Se, al momento della consegna, l’opera è stata accettata dalla committenza, la garanzia è limitata ai soli vizi “occulti” (cioè non immediatamente riconoscibili) odolosamente taciuti dall’appaltatore.

La garanzia opera, infine, solo se il vizio o la difformità sono denunciati all’appaltatore entro il termine di 60 giorni dalla loro scoperta. Si prescinde da tale termine solo se i vizi sono stati occultati dall’appaltatore, ovvero se sono stati da lui riconosciuti.

L’azione contro l’appaltatore si prescrive in due anni dalla consegna. Se il committente è convenuto in giudizio per il pagamento del prezzo, egli può comunque far valere la garanzia, purché abbia denunciato i vizi entro 60 giorni dalla scoperta e entro un biennio dalla consegna dell’opera.

Le obbligazioni del committente

L’obbligazione principale del committente è il pagamento del prezzo. Il corrispettivo per l’opera può essere stabilito globalmente (“a forfait” oppure detto “a corpo”) o a misura (ad esempio per euro al metro).

Se è stabilito a forfait, si ritiene comprensivo anche di eventuali variazioni (autorizzate) al progetto originario. Se le parti non lo hanno pattuito, si calcola riferendosi alle eventuali tariffe esistenti e agli usi.
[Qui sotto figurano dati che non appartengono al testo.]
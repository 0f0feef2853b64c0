use nalgebra::{Unit, UnitQuaternion, Vector3};
use serde::{Deserialize, Serialize};

/// World-space position and orientation of a tracked object.
#[derive(Debug, Clone, Copy, PartialEq, Serialize, Deserialize)]
pub struct Pose {
    pub position: Vector3<f64>,
    pub orientation: UnitQuaternion<f64>,
}

impl Pose {
    pub fn new(position: Vector3<f64>, orientation: UnitQuaternion<f64>) -> Self {
        Self {
            position,
            orientation,
        }
    }

    pub fn identity() -> Self {
        Self::new(Vector3::zeros(), UnitQuaternion::identity())
    }

    /// Pose at `position` with canonical orientation.
    pub fn at(x: f64, y: f64, z: f64) -> Self {
        Self::new(Vector3::new(x, y, z), UnitQuaternion::identity())
    }

    /// Pose at `position` rotated `angle_deg` about `axis` from canonical orientation.
    pub fn rotated(position: Vector3<f64>, axis: Unit<Vector3<f64>>, angle_deg: f64) -> Self {
        Self::new(
            position,
            UnitQuaternion::from_axis_angle(&axis, angle_deg.to_radians()),
        )
    }
}

impl Default for Pose {
    fn default() -> Self {
        Self::identity()
    }
}

/// Which hand the participant grabs the die with.
#[derive(Debug, Clone, Copy, PartialEq, Eq, Default, Serialize, Deserialize)]
#[serde(rename_all = "lowercase")]
pub enum Handedness {
    #[default]
    Right,
    Left,
}

impl Handedness {
    /// Sign applied to the lateral (x) axis of the scene layout.
    pub fn lateral_sign(&self) -> f64 {
        match self {
            Handedness::Right => 1.0,
            Handedness::Left => -1.0,
        }
    }
}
In mancanza di usi o tariffe, deve essere determinato dal giudice.

In ogni caso, il prezzo si intende stabilito “rebus sic stantibus“: è quindi permesso a entrambe le parti di richiedere la revisione del prezzo qualora, per effetto di circostanze imprevedibili, dopo la conclusione del contratto si siano verificate variazioni sensibili (superiori a 110) nel prezzo di materiali o mano d’opera (art. 1664 c.c.).

Recesso dal contratto

Il committente può sempre recedere dal contratto, anche se l’esecuzione abbia avuto inizio, con il solo obbligo di tenere indenne l’appaltatore delle spese sostenute, dei lavori eseguiti e del mancato guadagno.

Non è necessario motivare la decisione per il mero recesso, e fra i motivi rientra la lesione del rapporto fiduciario per inadempimenti dell’appaltatore. La motivazione diviene condizione necessaria, e valutabile da un giudice se una delle parti chiede il risarcimento del danno: diversamente da altre norme che regolano i contratti fra persone fisiche (come il licenziamento nel rapporto di lavoro), non è obbligatoria la forma scritta della motivazione.

Il committente può inoltre recedere dal contratto in caso di morte dell’appaltatore, se la persona del contraente era stata ragione determinante del contratto o se gli eredi non danno affidamento sulla buona esecuzione dell’opera.